Original

Reformed spellings for Igbo Settlements
Abakaliki is Abakaleke; Afikpo is Ehugbo; Asaba is Ahaba; Awgu is Ogu; Awka is Oka; Bonny is Ubani; Enugu is Enugwu; Ibusa is Igbuzor; Igrita is Igwuruta; Oguta is Ugwuta; Onitsha is Onicha; Owerri is Owerre; Oyigbo is Obigbo; Port Harcourt is Diobu; Ogwashi-Uku is Ogwa Nshi Ukwu... any more will be added.

Thursday, July 18, 2019

Omu Okpanam

The Omu of Okpanam, whose name was not recorded, photographed by Northcote Thomas in 1912. Okpanam is an Enuani Igbo town near Asaba in Delta State, Nigeria today.

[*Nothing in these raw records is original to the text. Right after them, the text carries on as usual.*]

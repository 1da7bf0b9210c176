//! Sequence ordering gate.
//!
//! Enforces a monotonic lower bound on sequence numbers, not a contiguous
//! counter: gaps pass through, and so do repeats of the last sequence since
//! the feed does not promise strict increase.

use tickema_core::{Sample, StreamCursor};

/// Gate decision for one sample.
#[derive(Debug, Clone, Copy, PartialEq, Eq)]
pub enum Admission {
    /// Sample is in order; the cursor now points at it.
    Accepted,
    /// Sample is older than the last admitted one; the cursor is unchanged.
    DroppedOutOfOrder,
}

impl Admission {
    pub fn is_accepted(&self) -> bool {
        matches!(self, Self::Accepted)
    }
}

/// Admit or drop `sample` based on the cursor's last sequence.
pub fn admit(sample: &Sample, cursor: &mut StreamCursor) -> Admission {
    if sample.sequence < cursor.last_sequence {
        return Admission::DroppedOutOfOrder;
    }
    cursor.last_sequence = sample.sequence;
    Admission::Accepted
}

#[cfg(test)]
mod tests {
    use super::*;

    fn sample(sequence: u64) -> Sample {
        Sample::new(sequence, 1_000, 1.0, 1.0, 1.0).unwrap()
    }

    #[test]
    fn test_first_sample_accepted() {
        let mut cursor = StreamCursor::new();
        assert_eq!(admit(&sample(1), &mut cursor), Admission::Accepted);
        assert_eq!(cursor.last_sequence, 1);
    }

    #[test]
    fn test_regression_dropped_without_moving_cursor() {
        let mut cursor = StreamCursor::new();
        admit(&sample(5), &mut cursor);

        let admission = admit(&sample(3), &mut cursor);
        assert_eq!(admission, Admission::DroppedOutOfOrder);
        assert!(!admission.is_accepted());
        assert_eq!(cursor.last_sequence, 5);
    }

    #[test]
    fn test_equal_sequence_accepted() {
        let mut cursor = StreamCursor::new();
        admit(&sample(2), &mut cursor);
        assert!(admit(&sample(2), &mut cursor).is_accepted());
        assert_eq!(cursor.last_sequence, 2);
    }

    #[test]
    fn test_gaps_accepted() {
        let mut cursor = StreamCursor::new();
        admit(&sample(1), &mut cursor);
        assert!(admit(&sample(100), &mut cursor).is_accepted());
        assert_eq!(cursor.last_sequence, 100);
    }

    #[test]
    fn test_gate_leaves_timestamp_alone() {
        let mut cursor = StreamCursor::new();
        admit(&sample(1), &mut cursor);
        assert_eq!(cursor.last_timestamp_us, 0);
    }
}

The Omu are titled women who control markets and are spiritual protectors to the Obi, the king, in Igbo communities west of the Niger River, typically among the Enuani, and in the past in Onicha (Onitsha) and Osomari on the east bank of the Niger River. There is one Omu in each community with the institution.

The Omu work closely with diviners performing rites for the community and are the authorities over the opening of markets and resolving disputes within the market. The Omu depending on the community and period take titles typically reserved for men and also dress like men, as a consequence women who are post-menopausal are preferred for the role because such women in Igbo society could achieve the same status as men. As is custom in most communities, the Omu was not allowed to be married to a man, Omu were known to marry wives to assist them and have children for them.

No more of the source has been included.